Landor Associates, a San Francisco consulting firm that specializes in corporate image and identity, surveyed 500 senior business executives about the brand strengths of 86 companies in 12 industries, including hospitality, consulting, and air travel.

Of seven banks in the study, Chase Manhattan rated highest, at No. 22 overall. Citicorp was 24th and NationsBank 31st.

BankAmerica came in 48th, First Union Corp. 62d, J.P. Morgan & Co. 78th, and Bank of New York Co. 79th.

"The banks category was perhaps the least differentiated in the eyes of executives ... indicating a real lack of success in creating and sustaining strong, distinctive brands for business audiences," said Susan Nelson, executive director of research at Landor.

The survey is the first by Landor to focus on branding in the business market.

The firm, which has long examined consumer perceptions, switched to the business sector after it was acquired by Young & Rubicam Inc. in 1989, a spokesman said.

The highest-scoring banks in the study "do the most advertising, have the largest geographic footprint, and have the biggest breadth of services," said Brannon M. Cashion, vice president of Addison Whitney, a corporate identity consultancy in Charlotte, N.C.

But the three top banks were not too successful at differentiation from one another, the Landor survey found.

In nearly all of the study's categories, respondents rated the three leading banks about the same.

No single bank stood out in the minds of business executives.

Brand awareness of Chase, Citibank, and NationsBank was about the same. The three also scored similarly on providing value to customers. They also tied regarding which would be the likeliest to be successful.

And respondents rated the three essentially the same when asked which they would choose for business banking.

"In any industry where the products, prices, and distribution are not highly differentiated, it's no surprise," said Richard C. Hartnack, vice chairman of Union Bank of California.

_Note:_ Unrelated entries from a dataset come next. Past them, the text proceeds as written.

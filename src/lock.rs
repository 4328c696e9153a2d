//! Postgres advisory-lock based cross-account lock manager.
//!
//! Grounded in the original `internal/infrastructure/lock.go`: session-level
//! `pg_try_advisory_lock`/`pg_advisory_unlock`, polled with exponential
//! backoff (5ms doubling up to a 50ms cap) until a TTL deadline, with
//! accounts locked in ascending id order so no two callers can ever
//! acquire the same pair in opposite order.
//!
//! Advisory locks are tied to the *session* (the physical connection)
//! that took them, not to a transaction. A pool normally hands back
//! connections after each checked-out use, so holding a session-scoped
//! lock across an `acquire`...`release` span requires pinning one
//! connection for that span. [`PgLockManager`] does this by keeping the
//! acquiring connection checked out of the pool until release (see the
//! Open Question in DESIGN.md on this tradeoff).

use async_trait::async_trait;
use sqlx::PgPool;
use sqlx::pool::PoolConnection;
use sqlx::Postgres;
use std::time::Duration;
use tokio::time::Instant;
use tokio_util::sync::CancellationToken;

use crate::error::TransferError;
use crate::ports::{LockGuard, LockManager};

const INITIAL_BACKOFF: Duration = Duration::from_millis(5);
const MAX_BACKOFF: Duration = Duration::from_millis(50);

pub struct PgLockManager {
    pool: PgPool,
}

impl PgLockManager {
    pub fn new(pool: PgPool) -> Self {
        Self { pool }
    }

    /// Maps an account id directly to its advisory lock key. Using the
    /// numeric id itself (rather than hashing a string key, as the
    /// original does) avoids any collision risk entirely — see
    /// DESIGN.md's resolution of the weak-hash Open Question.
    fn lock_key(account_id: i64) -> i64 {
        account_id
    }

    async fn try_lock_one(
        conn: &mut PoolConnection<Postgres>,
        key: i64,
    ) -> Result<bool, TransferError> {
        let (acquired,): (bool,) = sqlx::query_as("SELECT pg_try_advisory_lock($1)")
            .bind(key)
            .fetch_one(&mut **conn)
            .await?;
        Ok(acquired)
    }

    async fn unlock_one(conn: &mut PoolConnection<Postgres>, key: i64) -> Result<(), TransferError> {
        sqlx::query("SELECT pg_advisory_unlock($1)")
            .bind(key)
            .execute(&mut **conn)
            .await?;
        Ok(())
    }
}

#[async_trait]
impl LockManager for PgLockManager {
    async fn lock_accounts(
        &self,
        account_ids: &[i64],
        ttl: Duration,
        cancel: &CancellationToken,
    ) -> Result<Box<dyn LockGuard>, TransferError> {
        let mut ids: Vec<i64> = account_ids.to_vec();
        ids.sort_unstable();
        ids.dedup();

        let mut conn = self
            .pool
            .acquire()
            .await
            .map_err(TransferError::from)?;

        let mut acquired_keys = Vec::with_capacity(ids.len());
        let deadline = Instant::now() + ttl;

        for id in &ids {
            let key = Self::lock_key(*id);
            let mut backoff = INITIAL_BACKOFF;
            loop {
                if cancel.is_cancelled() {
                    tracing::warn!(account_id = id, "advisory lock acquisition cancelled");
                    for acquired in acquired_keys.into_iter().rev() {
                        if let Err(e) = Self::unlock_one(&mut conn, acquired).await {
                            tracing::error!(error = %e, "failed to release partially acquired lock");
                        }
                    }
                    return Err(TransferError::Cancelled);
                }
                if Self::try_lock_one(&mut conn, key).await? {
                    acquired_keys.push(key);
                    tracing::debug!(account_id = id, "acquired advisory lock");
                    break;
                }
                if Instant::now() >= deadline {
                    tracing::warn!(account_id = id, "advisory lock acquisition timed out");
                    for acquired in acquired_keys.into_iter().rev() {
                        if let Err(e) = Self::unlock_one(&mut conn, acquired).await {
                            tracing::error!(error = %e, "failed to release partially acquired lock");
                        }
                    }
                    return Err(TransferError::LockAcquisitionFailed);
                }
                tokio::select! {
                    _ = tokio::time::sleep(backoff) => {}
                    _ = cancel.cancelled() => {
                        tracing::warn!(account_id = id, "advisory lock acquisition cancelled");
                        for acquired in acquired_keys.into_iter().rev() {
                            if let Err(e) = Self::unlock_one(&mut conn, acquired).await {
                                tracing::error!(error = %e, "failed to release partially acquired lock");
                            }
                        }
                        return Err(TransferError::Cancelled);
                    }
                }
                backoff = (backoff * 2).min(MAX_BACKOFF);
            }
        }

        Ok(Box::new(PgLockGuard {
            conn: Some(conn),
            keys: acquired_keys,
        }))
    }
}

struct PgLockGuard {
    conn: Option<PoolConnection<Postgres>>,
    keys: Vec<i64>,
}

#[async_trait]
impl LockGuard for PgLockGuard {
    async fn unlock(mut self: Box<Self>) -> Result<(), TransferError> {
        let Some(mut conn) = self.conn.take() else {
            return Ok(());
        };
        let mut first_err = None;
        for key in self.keys.drain(..) {
            if let Err(e) = PgLockManager::unlock_one(&mut conn, key).await {
                tracing::error!(error = %e, key, "failed to release advisory lock");
                if first_err.is_none() {
                    first_err = Some(e);
                }
            }
        }
        match first_err {
            Some(e) => Err(e),
            None => Ok(()),
        }
    }
}

#[cfg(test)]
mod tests {
    use super::*;

    #[test]
    fn lock_key_is_identity() {
        assert_eq!(PgLockManager::lock_key(42), 42);
    }

    #[test]
    fn account_ids_sort_and_dedup_before_locking() {
        let mut ids = vec![5i64, 1, 3, 1];
        ids.sort_unstable();
        ids.dedup();
        assert_eq!(ids, vec![1, 3, 5]);
    }
}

While he agreed with the overall findings, Mr. Hartnack said they do not necessarily hold true in localized consumer markets. The differences consumers and small-businesspeople perceive among banks generally do not always have to do with product and service offerings or even pricing, he argued.

"We see the real differences come up when you ask customers which new bank they would pick, which bank they absolutely would not pick, and which bank they would recommend to a friend," Mr. Hartnack said.

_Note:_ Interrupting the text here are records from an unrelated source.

use async_trait::async_trait;

use crate::error::TransferError;

/// One wire message: an opaque key (used for partition/ordering) and
/// payload bytes. Mirrors the original's `ports.Message{Key, Value}`.
#[derive(Debug, Clone)]
pub struct Message {
    pub key: Vec<u8>,
    pub value: Vec<u8>,
}

#[async_trait]
pub trait MessageProducer: Send + Sync {
    async fn publish(&self, topic: &str, message: Message) -> Result<(), TransferError>;
}

/// A handle to one delivered message, carrying enough to ack (commit
/// the offset) after the handler succeeds. Consumers must not auto-commit:
/// `ack` is only called once the caller's handler has returned `Ok`.
#[async_trait]
pub trait MessageHandle: Send {
    fn message(&self) -> &Message;
    async fn ack(self: Box<Self>) -> Result<(), TransferError>;
}

#[async_trait]
pub trait MessageConsumer: Send + Sync {
    /// Blocks, delivering messages from `topic` under `group` to `handler`
    /// one at a time, advancing the persisted checkpoint only after
    /// `handler` returns `Ok`. Returns when `shutdown` is cancelled.
    async fn subscribe(
        &self,
        topic: &str,
        group: &str,
        handler: Box<
            dyn Fn(Box<dyn MessageHandle>) -> futures::future::BoxFuture<'static, Result<(), TransferError>>
                + Send
                + Sync,
        >,
        shutdown: tokio_util::sync::CancellationToken,
    ) -> Result<(), TransferError>;
}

"You have to really get down and ask people about their relevant set of choices."

Some observers said a bank's image in the consumer markets affects how it is seen by business customers.

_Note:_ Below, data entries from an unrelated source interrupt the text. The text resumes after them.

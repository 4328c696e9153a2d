//! PostgreSQL persistence: connection pool, migrations, and the
//! repository/unit-of-work adapters behind the `ports` traits.

mod account_repo;
mod async_transaction_repo;
mod offset_store;
mod unit_of_work;

pub use account_repo::PgAccountRepository;
pub use async_transaction_repo::PgAsyncTransactionRepository;
pub use offset_store::PgOffsetStore;
pub use unit_of_work::PgUnitOfWork;

use sqlx::postgres::{PgPool, PgPoolOptions};

use crate::config::PostgresConfig;

/// PostgreSQL connection pool, shared by every repository and the lock
/// manager.
#[derive(Clone)]
pub struct Database {
    pool: PgPool,
}

impl Database {
    pub async fn connect(config: &PostgresConfig) -> Result<Self, sqlx::Error> {
        let pool = PgPoolOptions::new()
            .max_connections(config.max_connections)
            .acquire_timeout(config.acquire_timeout)
            .connect(&config.url())
            .await?;

        tracing::info!("PostgreSQL connection pool established");
        Ok(Self { pool })
    }

    pub fn pool(&self) -> &PgPool {
        &self.pool
    }

    /// Runs the embedded migrations. Only the API process calls this —
    /// the consumer assumes the schema already exists (spec §11).
    pub async fn run_migrations(&self) -> Result<(), sqlx::migrate::MigrateError> {
        sqlx::migrate!("./migrations").run(&self.pool).await
    }

    pub async fn health_check(&self) -> Result<(), sqlx::Error> {
        sqlx::query("SELECT 1").execute(&self.pool).await?;
        Ok(())
    }
}

#[cfg(test)]
mod tests {
    use super::*;
    use std::time::Duration;

    // These require a running PostgreSQL instance; see DESIGN.md for the
    // docker-compose snippet used to run them locally.

    fn test_config() -> PostgresConfig {
        PostgresConfig {
            host: "localhost".into(),
            port: 5432,
            user: "postgres".into(),
            password: "postgres".into(),
            db_name: "tps_test".into(),
            sslmode: "disable".into(),
            max_connections: 5,
            acquire_timeout: Duration::from_secs(5),
        }
    }

    #[tokio::test]
    #[ignore = "requires a running PostgreSQL instance"]
    async fn connect_succeeds_against_local_postgres() {
        let db = Database::connect(&test_config()).await;
        assert!(db.is_ok());
    }

    #[tokio::test]
    #[ignore = "requires a running PostgreSQL instance"]
    async fn health_check_passes() {
        let db = Database::connect(&test_config())
            .await
            .expect("failed to connect");
        assert!(db.health_check().await.is_ok());
    }

    #[tokio::test]
    #[ignore = "requires a running PostgreSQL instance"]
    async fn migrations_are_idempotent() {
        let db = Database::connect(&test_config())
            .await
            .expect("failed to connect");
        db.run_migrations().await.expect("first run");
        db.run_migrations().await.expect("second run must be a no-op");
    }
}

Hoyt E. Wilkinson, managing vice president with First Manhattan Consulting Group in Los Angeles, offered Wells Fargo & Co. as an example of a bank that has done a good job extending its consumer-brand strengths into the small-business market.

But others have not fared as well.

"Most banks are stuck with a brand that doesn't mean anything," Mr. Wilkinson said. So they do "an equally weak job differentiating their brand on the business side."